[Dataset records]
■ ■ ■ ■

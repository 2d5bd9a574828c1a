//! Local node ordering: border nodes first, then interior, each by (z, y, x).
//!
//! Border nodes (at least one ghost neighbor) come first so a solver can
//! start exchanging their data before it updates the interior. Within each
//! segment nodes are sorted by `(z, y, x)` so that the dominant iteration
//! order walks memory sequentially.

use crate::data::connectivity::ConnectivityChunk;
use std::cmp::Ordering;

/// Permutation of local ids: `order()[i]` is the local id visited `i`-th.
#[derive(Clone, Debug, PartialEq, Eq)]
pub struct LocalPermutation {
    order: Vec<usize>,
    num_border_nodes: usize,
}

impl LocalPermutation {
    #[inline]
    pub fn order(&self) -> &[usize] {
        &self.order
    }

    /// Length of the border prefix of [`order`](Self::order).
    #[inline]
    pub fn num_border_nodes(&self) -> usize {
        self.num_border_nodes
    }

    #[inline]
    pub fn border(&self) -> &[usize] {
        &self.order[..self.num_border_nodes]
    }

    #[inline]
    pub fn interior(&self) -> &[usize] {
        &self.order[self.num_border_nodes..]
    }

    #[inline]
    pub fn len(&self) -> usize {
        self.order.len()
    }

    #[inline]
    pub fn is_empty(&self) -> bool {
        self.order.is_empty()
    }

    /// `inverse()[lid]` is the position of `lid` in the ordering.
    pub fn inverse(&self) -> Vec<usize> {
        let mut inv = vec![0; self.order.len()];
        for (pos, &lid) in self.order.iter().enumerate() {
            inv[lid] = pos;
        }
        inv
    }
}

fn has_ghost_neighbor(chunk: &ConnectivityChunk, lid: usize) -> bool {
    (0..chunk.q()).any(|q| chunk.is_ghost(chunk.raw_neighbor(q, lid)))
}

fn cmp_zyx(chunk: &ConnectivityChunk, a: usize, b: usize) -> Ordering {
    chunk
        .coord(2, a)
        .total_cmp(&chunk.coord(2, b))
        .then_with(|| chunk.coord(1, a).total_cmp(&chunk.coord(1, b)))
        .then_with(|| chunk.coord(0, a).total_cmp(&chunk.coord(0, b)))
}

#[cfg(feature = "rayon")]
fn sort_segment(chunk: &ConnectivityChunk, segment: &mut [usize]) {
    use rayon::slice::ParallelSliceMut;
    segment.par_sort_by(|&a, &b| cmp_zyx(chunk, a, b));
}

#[cfg(not(feature = "rayon"))]
fn sort_segment(chunk: &ConnectivityChunk, segment: &mut [usize]) {
    segment.sort_by(|&a, &b| cmp_zyx(chunk, a, b));
}

/// Split local ids into border and interior nodes and sort each segment by (z, y, x).
pub fn compute_local_permutation(chunk: &ConnectivityChunk) -> LocalPermutation {
    let n = chunk.local_size();
    let (mut order, interior): (Vec<usize>, Vec<usize>) =
        (0..n).partition(|&lid| has_ghost_neighbor(chunk, lid));
    let num_border_nodes = order.len();
    order.extend(interior);

    let (border, interior) = order.split_at_mut(num_border_nodes);
    sort_segment(chunk, border);
    sort_segment(chunk, interior);

    LocalPermutation {
        order,
        num_border_nodes,
    }
}
//! Connectivity input.
//!
//! This module provides the [`cxn`] reader for the arbitrary-lattice
//! connectivity format and [`ConnectivitySource`], the handle a reader
//! opens. A source can be opened any number of times: every process opens
//! it once to read its initial slice and again if repartitioning hands it a
//! different range.

pub mod cxn;
pub(crate) mod tokens;

pub use cxn::ConnectivityReader;

use std::fs::File;
use std::io::{BufRead, BufReader};
use std::path::PathBuf;
use std::sync::Arc;

/// Where connectivity text comes from.
#[derive(Clone, Debug)]
pub enum ConnectivitySource {
    /// A file every process can open.
    File(PathBuf),
    /// Text already held in memory, with a name used in error messages.
    Memory { name: String, contents: Arc<str> },
}

impl ConnectivitySource {
    pub fn file(path: impl Into<PathBuf>) -> Self {
        Self::File(path.into())
    }

    pub fn in_memory(name: impl Into<String>, contents: impl Into<Arc<str>>) -> Self {
        Self::Memory {
            name: name.into(),
            contents: contents.into(),
        }
    }

    /// Name reported in errors.
    pub fn name(&self) -> String {
        match self {
            Self::File(path) => path.display().to_string(),
            Self::Memory { name, .. } => name.clone(),
        }
    }

    /// Open a fresh buffered reader positioned at the start.
    pub fn open(&self) -> std::io::Result<Box<dyn BufRead + '_>> {
        match self {
            Self::File(path) => Ok(Box::new(BufReader::new(File::open(path)?))),
            Self::Memory { contents, .. } => Ok(Box::new(contents.as_bytes())),
        }
    }
}
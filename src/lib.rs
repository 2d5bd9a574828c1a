#![cfg_attr(docsrs, feature(doc_cfg))]
//! # arb-lattice
//!
//! arb-lattice distributes an *arbitrary lattice*, the unstructured node
//! connectivity of a lattice-based solver, across the processes of a run.
//! Each process owns a contiguous slice of the global node ids.
//!
//! ## Pipeline
//! Construction of an [`ArbLattice`](lattice::ArbLattice) runs once per process:
//!
//! - read the process's own records of the `.cxn` connectivity file and
//!   validate them against the [`ModelRegistry`](model::ModelRegistry)
//!   (stencil directions, node groups and zones)
//! - split the nodes evenly, then let an external [`Partitioner`](partitioning::Partitioner)
//!   balance them (collective)
//! - reject empty partitions
//! - find the ghost nodes (neighbors owned elsewhere)
//! - order local nodes border-first, each segment by `(z, y, x)`
//! - compute the local bounding box
//!
//! ## Features
//! - `rayon`: sort the local ordering segments in parallel
//! - `mpi-support`: `MpiGroup`, a process group over an MPI communicator
//!
//! ## Usage
//!
//! ```no_run
//! use arb_lattice::prelude::*;
//!
//! let registry = ModelRegistry::new(
//!     vec![OffsetDir::new(0, 0, 0), OffsetDir::new(1, 0, 0), OffsetDir::new(-1, 0, 0)],
//!     vec![0, 1, 1],
//!     vec!["Wall".into()],
//!     vec![],
//! )?;
//! let source = ConnectivitySource::file("channel.cxn");
//! let lattice = ArbLattice::new(&registry, &source, &SerialGroup, &NaivePartitioner)?;
//! println!("{} local nodes", lattice.local_size());
//! # Ok::<(), arb_lattice::lattice_error::ArbLatticeError>(())
//! ```

pub mod algs;
pub mod data;
pub mod io;
pub mod lattice;
pub mod lattice_error;
pub mod model;
pub mod partitioning;
pub mod topology;

/// A convenient prelude to import the most-used traits & types:
pub mod prelude {
    #[cfg(feature = "mpi-support")]
    pub use crate::algs::communicator::MpiGroup;
    pub use crate::algs::communicator::{ProcessGroup, SerialGroup, ThreadGroup};
    pub use crate::algs::ghost::GhostSet;
    pub use crate::algs::local_order::LocalPermutation;
    pub use crate::data::bounding_box::BoundingBox;
    pub use crate::data::connectivity::{ConnectivityChunk, NodeRecord};
    pub use crate::io::{ConnectivityReader, ConnectivitySource};
    pub use crate::lattice::{ArbLattice, ArbLatticeBuilder, BuildOptions};
    pub use crate::lattice_error::{ArbLatticeError, CxnErrorKind};
    pub use crate::model::{GroupZoneMap, ModelRegistry};
    pub use crate::partitioning::{
        MsgType, NaivePartitioner, NodeMigration, PartitionMessage, PartitionOutcome, Partitioner,
        RereadMigration,
    };
    pub use crate::topology::distribution::{NodeDistribution, compute_initial_node_dist};
    pub use crate::topology::node::{GlobalNodeId, OffsetDir};
}
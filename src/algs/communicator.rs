//! Thin façade over the process group a lattice is distributed across.
//!
//! Lattice construction needs very little from the message-passing layer:
//! the process's rank, the group size, and one collective (a logical AND)
//! used to make every process fail together when one of them fails.
//! Anything heavier (graph partitioning, data migration) lives behind the
//! collaborator traits in [`crate::partitioning`].

use parking_lot::{Condvar, Mutex};
use std::sync::Arc;

/// A group of cooperating processes.
pub trait ProcessGroup: Send + Sync {
    /// Rank of this process in `0..size()`.
    fn rank(&self) -> usize;
    /// Number of processes in the group.
    fn size(&self) -> usize;
    /// Collective logical AND of `ok` over the group.
    ///
    /// Every process must call it the same number of times, in the same order.
    fn all_ok(&self, ok: bool) -> bool;
}

/// Single-process group, for serial runs and unit tests.
#[derive(Clone, Debug, Default)]
pub struct SerialGroup;

impl ProcessGroup for SerialGroup {
    fn rank(&self) -> usize {
        0
    }
    fn size(&self) -> usize {
        1
    }
    fn all_ok(&self, ok: bool) -> bool {
        ok
    }
}

// --- ThreadGroup: in-process ranks on separate threads ---

#[derive(Debug)]
struct Round {
    generation: u64,
    arrived: usize,
    acc: bool,
    result: bool,
}

#[derive(Debug)]
struct Rendezvous {
    size: usize,
    round: Mutex<Round>,
    cv: Condvar,
}

/// One rank of a group whose processes are threads of the same program.
#[derive(Clone, Debug)]
pub struct ThreadGroup {
    rank: usize,
    shared: Arc<Rendezvous>,
}

impl ThreadGroup {
    /// Handles for ranks `0..size`, to be moved onto one thread each.
    /// Empty for `size == 0`.
    pub fn create(size: usize) -> Vec<ThreadGroup> {
        let shared = Arc::new(Rendezvous {
            size,
            round: Mutex::new(Round {
                generation: 0,
                arrived: 0,
                acc: true,
                result: true,
            }),
            cv: Condvar::new(),
        });
        (0..size)
            .map(|rank| ThreadGroup {
                rank,
                shared: Arc::clone(&shared),
            })
            .collect()
    }
}

impl ProcessGroup for ThreadGroup {
    fn rank(&self) -> usize {
        self.rank
    }

    fn size(&self) -> usize {
        self.shared.size
    }

    fn all_ok(&self, ok: bool) -> bool {
        let mut round = self.shared.round.lock();
        let generation = round.generation;
        round.acc &= ok;
        round.arrived += 1;
        if round.arrived == self.shared.size {
            // Last to arrive publishes the result and opens the next round.
            round.result = round.acc;
            round.acc = true;
            round.arrived = 0;
            round.generation += 1;
            self.shared.cv.notify_all();
            return round.result;
        }
        while round.generation == generation {
            self.shared.cv.wait(&mut round);
        }
        round.result
    }
}

// --- MPI backend (feature = "mpi-support") ---
#[cfg(feature = "mpi-support")]
mod mpi_backend {
    use super::ProcessGroup;
    use mpi::collective::SystemOperation;
    use mpi::topology::SimpleCommunicator;
    use mpi::traits::*;

    /// Process group backed by an MPI communicator.
    pub struct MpiGroup {
        comm: SimpleCommunicator,
        rank: usize,
        size: usize,
    }

    impl MpiGroup {
        /// Wrap a communicator (e.g. `universe.world()` or a split of it).
        pub fn new(comm: SimpleCommunicator) -> Self {
            let rank = comm.rank() as usize;
            let size = comm.size() as usize;
            Self { comm, rank, size }
        }

        pub fn communicator(&self) -> &SimpleCommunicator {
            &self.comm
        }
    }

    // SAFETY: MPI is initialised with at least `Threading::Serialized` by the
    // caller when the group is shared across threads; the communicator
    // handle itself is immutable.
    unsafe impl Send for MpiGroup {}
    unsafe impl Sync for MpiGroup {}

    impl ProcessGroup for MpiGroup {
        fn rank(&self) -> usize {
            self.rank
        }
        fn size(&self) -> usize {
            self.size
        }
        fn all_ok(&self, ok: bool) -> bool {
            let local = i32::from(ok);
            let mut global = 0i32;
            self.comm
                .all_reduce_into(&local, &mut global, SystemOperation::min());
            global == 1
        }
    }
}

#[cfg(feature = "mpi-support")]
pub use mpi_backend::MpiGroup;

■ ■ ■ ■

Of the entries listed above, reproduce only the lines starting at the line containing "handle a reader" and ending at the line containing "pub(crate) mod tokens;". Include both, exactly as they stand.

//! connectivity format and [`ConnectivitySource`], the handle a reader
//! opens. A source can be opened any number of times: every process opens
//! it once to read its initial slice and again if repartitioning hands it a
//! different range.

pub mod cxn;
pub(crate) mod tokens;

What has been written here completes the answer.